## About this task
Find the lines below that include the word "handler" and state how many there are, adding nothing.

BEGIN Data records

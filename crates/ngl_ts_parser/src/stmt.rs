//! Statement parsing: blocks, declarations, control flow and loops.

use crate::ast::*;
use crate::parser::TsParser;
use crate::token::TsToken;

impl TsParser<'_> {
    /// Parses a `{ ... }` block.
    pub(crate) fn parse_block(&mut self) -> Block {
        let start = self.current_span();
        self.expect(TsToken::LeftBrace);
        let mut stmts = Vec::new();
        while !self.at(TsToken::RightBrace) && !self.at_eof() {
            let before = self.pos;
            stmts.push(self.parse_statement());
            if self.pos == before {
                self.error(&format!("unexpected `{}`", self.current_text()));
                self.advance();
            }
        }
        self.expect(TsToken::RightBrace);
        Block {
            stmts,
            span: start.to(self.prev_span()),
        }
    }

    /// Parses a single statement.
    pub(crate) fn parse_statement(&mut self) -> Stmt {
        let start = self.current_span();
        let kind = match self.current() {
            TsToken::LeftBrace => StmtKind::Block(self.parse_block()),
            TsToken::Semicolon | TsToken::Debugger => {
                self.advance();
                self.eat(TsToken::Semicolon);
                StmtKind::Empty
            }
            TsToken::Const if self.peek_kind(1) == TsToken::Enum => {
                self.skip_declaration();
                StmtKind::Empty
            }
            TsToken::Const | TsToken::Var => {
                let decl = self.parse_var_decl();
                self.eat_semicolon();
                StmtKind::Var(decl)
            }
            TsToken::Let
                if self.peek_kind(1).is_identifier_name()
                    || matches!(self.peek_kind(1), TsToken::LeftBrace | TsToken::LeftBracket) =>
            {
                let decl = self.parse_var_decl();
                self.eat_semicolon();
                StmtKind::Var(decl)
            }
            TsToken::If => self.parse_if(),
            TsToken::For => self.parse_for(),
            TsToken::While => {
                self.advance();
                let test = self.parse_paren_expr();
                let body = Box::new(self.parse_statement());
                StmtKind::While { test, body }
            }
            TsToken::Do => {
                self.advance();
                let body = Box::new(self.parse_statement());
                self.expect(TsToken::While);
                let test = self.parse_paren_expr();
                self.eat(TsToken::Semicolon);
                StmtKind::DoWhile { body, test }
            }
            TsToken::Return => {
                self.advance();
                let value = if self.at(TsToken::Semicolon)
                    || self.at(TsToken::RightBrace)
                    || self.at_eof()
                    || self.newline_before()
                {
                    None
                } else {
                    Some(self.parse_expr())
                };
                self.eat_semicolon();
                StmtKind::Return(value)
            }
            TsToken::Break | TsToken::Continue => {
                let is_break = self.at(TsToken::Break);
                self.advance();
                if self.at(TsToken::Identifier) && !self.newline_before() {
                    self.advance();
                }
                self.eat_semicolon();
                if is_break {
                    StmtKind::Break
                } else {
                    StmtKind::Continue
                }
            }
            TsToken::Throw => {
                self.advance();
                let value = self.parse_expr();
                self.eat_semicolon();
                StmtKind::Throw(value)
            }
            TsToken::Try => self.parse_try(),
            TsToken::Switch => self.parse_switch(),
            TsToken::Function => {
                let fn_start = self.current_span();
                self.advance();
                let is_generator = self.eat(TsToken::Star);
                let name = Some(self.expect_ident());
                StmtKind::Function(Box::new(self.parse_function_rest(
                    name,
                    false,
                    is_generator,
                    fn_start,
                )))
            }
            TsToken::Identifier
                if self.current_text() == "async"
                    && self.peek_kind(1) == TsToken::Function
                    && !self.peek_token(1).newline_before =>
            {
                let fn_start = self.current_span();
                self.advance();
                self.advance();
                let is_generator = self.eat(TsToken::Star);
                let name = Some(self.expect_ident());
                StmtKind::Function(Box::new(self.parse_function_rest(
                    name,
                    true,
                    is_generator,
                    fn_start,
                )))
            }
            TsToken::Class => StmtKind::Class(Box::new(self.parse_class_decl(Vec::new(), false))),
            TsToken::Identifier
                if self.current_text() == "abstract" && self.peek_kind(1) == TsToken::Class =>
            {
                StmtKind::Class(Box::new(self.parse_class_decl(Vec::new(), false)))
            }
            TsToken::At => {
                let decorators = self.parse_decorators();
                StmtKind::Class(Box::new(self.parse_class_decl(decorators, false)))
            }
            TsToken::Identifier if self.peek_kind(1) == TsToken::Colon => {
                let label = self.take_ident();
                self.advance();
                let body = Box::new(self.parse_statement());
                StmtKind::Labeled { label, body }
            }
            _ if self.at_type_level_declaration() => {
                self.skip_declaration();
                StmtKind::Empty
            }
            _ => {
                let expr = self.parse_expr();
                if matches!(expr.kind, ExprKind::Error) {
                    self.recover_to_statement_end();
                    StmtKind::Error
                } else {
                    self.eat_semicolon();
                    StmtKind::Expr(expr)
                }
            }
        };
        Stmt {
            kind,
            span: start.to(self.prev_span()),
        }
    }

    /// Parses `( expr )`.
    fn parse_paren_expr(&mut self) -> Expr {
        self.expect(TsToken::LeftParen);
        let expr = self.parse_expr();
        self.expect(TsToken::RightParen);
        expr
    }

    /// Parses `var`/`let`/`const` followed by declarators, without the terminator.
    pub(crate) fn parse_var_decl(&mut self) -> VarDecl {
        let start = self.current_span();
        let kind = match self.current() {
            TsToken::Var => VarKind::Var,
            TsToken::Let => VarKind::Let,
            _ => VarKind::Const,
        };
        self.advance();
        let mut declarators = Vec::new();
        loop {
            let decl_start = self.current_span();
            let pattern = self.parse_binding_pattern();
            self.eat(TsToken::Bang);
            let type_ann = if self.eat(TsToken::Colon) {
                Some(self.skip_type(false))
            } else {
                None
            };
            let init = if self.eat(TsToken::Eq) {
                Some(self.parse_assignment_expr())
            } else {
                None
            };
            declarators.push(Declarator {
                pattern,
                type_ann,
                init,
                span: decl_start.to(self.prev_span()),
            });
            if !self.eat(TsToken::Comma) {
                break;
            }
        }
        VarDecl {
            kind,
            declarators,
            span: start.to(self.prev_span()),
        }
    }

    fn parse_if(&mut self) -> StmtKind {
        self.expect(TsToken::If);
        let test = self.parse_paren_expr();
        let consequent = Box::new(self.parse_statement());
        let alternate = if self.eat(TsToken::Else) {
            Some(Box::new(self.parse_statement()))
        } else {
            None
        };
        StmtKind::If {
            test,
            consequent,
            alternate,
        }
    }

    fn parse_for(&mut self) -> StmtKind {
        self.expect(TsToken::For);
        self.eat_contextual("await");
        self.expect(TsToken::LeftParen);

        let init = if self.at(TsToken::Semicolon) {
            None
        } else if matches!(self.current(), TsToken::Const | TsToken::Var | TsToken::Let) {
            let saved = self.no_in;
            self.no_in = true;
            let decl = self.parse_var_decl();
            self.no_in = saved;
            Some(ForInit::Var(decl))
        } else {
            let saved = self.no_in;
            self.no_in = true;
            let expr = self.parse_expr();
            self.no_in = saved;
            Some(ForInit::Expr(expr))
        };

        if let Some(head) = &init {
            let is_of = self.at_contextual("of");
            let is_in = self.at(TsToken::In);
            if is_of || is_in {
                self.advance();
                let right = if is_of {
                    self.parse_assignment_expr()
                } else {
                    self.parse_expr()
                };
                self.expect(TsToken::RightParen);
                let body = Box::new(self.parse_statement());
                let left = match head.clone() {
                    ForInit::Var(decl) => ForHead::Var(decl),
                    ForInit::Expr(expr) => ForHead::Expr(expr),
                };
                return StmtKind::ForOf {
                    left,
                    right,
                    is_in,
                    body,
                };
            }
        }

        self.expect(TsToken::Semicolon);
        let test = if self.at(TsToken::Semicolon) {
            None
        } else {
            Some(self.parse_expr())
        };
        self.expect(TsToken::Semicolon);
        let update = if self.at(TsToken::RightParen) {
            None
        } else {
            Some(self.parse_expr())
        };
        self.expect(TsToken::RightParen);
        let body = Box::new(self.parse_statement());
        StmtKind::For {
            init,
            test,
            update,
            body,
        }
    }

    fn parse_try(&mut self) -> StmtKind {
        self.expect(TsToken::Try);
        let block = self.parse_block();
        let handler = if self.eat(TsToken::Catch) {
            let param = if self.eat(TsToken::LeftParen) {
                let pattern = self.parse_binding_pattern();
                if self.eat(TsToken::Colon) {
                    self.skip_type(false);
                }
                self.expect(TsToken::RightParen);
                Some(pattern)
            } else {
                None
            };
            let body = self.parse_block();
            Some(CatchClause { param, body })
        } else {
            None
        };
        let finalizer = if self.eat(TsToken::Finally) {
            Some(self.parse_block())
        } else {
            None
        };
        if handler.is_none() && finalizer.is_none() {
            self.error("expected `catch` or `finally`");
        }
        StmtKind::Try {
            block,
            handler,
            finalizer,
        }
    }

    fn parse_switch(&mut self) -> StmtKind {
        self.expect(TsToken::Switch);
        let discriminant = self.parse_paren_expr();
        self.expect(TsToken::LeftBrace);
        let mut cases = Vec::new();
        while !self.at(TsToken::RightBrace) && !self.at_eof() {
            let start = self.current_span();
            let test = if self.eat(TsToken::Case) {
                Some(self.parse_expr())
            } else if self.eat(TsToken::Default) {
                None
            } else {
                self.expected("`case` or `default`");
                self.recover_to_statement_end();
                continue;
            };
            self.expect(TsToken::Colon);
            let mut body = Vec::new();
            while !matches!(
                self.current(),
                TsToken::Case | TsToken::Default | TsToken::RightBrace | TsToken::Eof
            ) {
                let before = self.pos;
                body.push(self.parse_statement());
                if self.pos == before {
                    self.advance();
                }
            }
            cases.push(SwitchCase {
                test,
                body,
                span: start.to(self.prev_span()),
            });
        }
        self.expect(TsToken::RightBrace);
        StmtKind::Switch {
            discriminant,
            cases,
        }
    }
}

END Data records

## Exercise answer
3